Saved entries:
┌──
//! Frontend Models
//!
//! Todo entries and the status filter.

use serde::{Deserialize, Serialize};

/// A single todo entry
#[derive(Debug, Clone, PartialEq, Eq, Serialize, Deserialize)]
pub struct Todo {
    pub id: u64,
    pub title: String,
    pub completed: bool,
}

impl Todo {
    pub fn new(id: u64, title: impl Into<String>) -> Self {
        Self {
            id,
            title: title.into(),
            completed: false,
        }
    }
}

/// Status filter applied after search
#[derive(Debug, Clone, Copy, PartialEq, Eq, Serialize, Deserialize, Default)]
#[serde(rename_all = "lowercase")]
pub enum Filter {
    #[default]
    All,
    Active,
    Completed,
}

impl Filter {
    pub fn as_str(&self) -> &'static str {
        match self {
            Filter::All => "all",
            Filter::Active => "active",
            Filter::Completed => "completed",
        }
    }

    /// Parse a filter name; anything outside the closed set is `None`
    pub fn parse(s: &str) -> Option<Self> {
        match s {
            "all" => Some(Filter::All),
            "active" => Some(Filter::Active),
            "completed" => Some(Filter::Completed),
            _ => None,
        }
    }

    /// Whether a todo passes this status filter
    pub fn admits(&self, todo: &Todo) -> bool {
        match self {
            Filter::All => true,
            Filter::Active => !todo.completed,
            Filter::Completed => todo.completed,
        }
    }
}

/// Canned result of the simulated initial fetch
pub fn seed_todos() -> Vec<Todo> {
    vec![
        Todo { id: 1, title: "Learn Leptos signals".to_string(), completed: false },
        Todo { id: 2, title: "Explore reactive stores".to_string(), completed: false },
        Todo { id: 3, title: "Build a demo project".to_string(), completed: true },
    ]
}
└──
▸ **Activity**:
Report the count, and only the count, of lines in the records above that contain "serde".

▸ **Written answer**:
2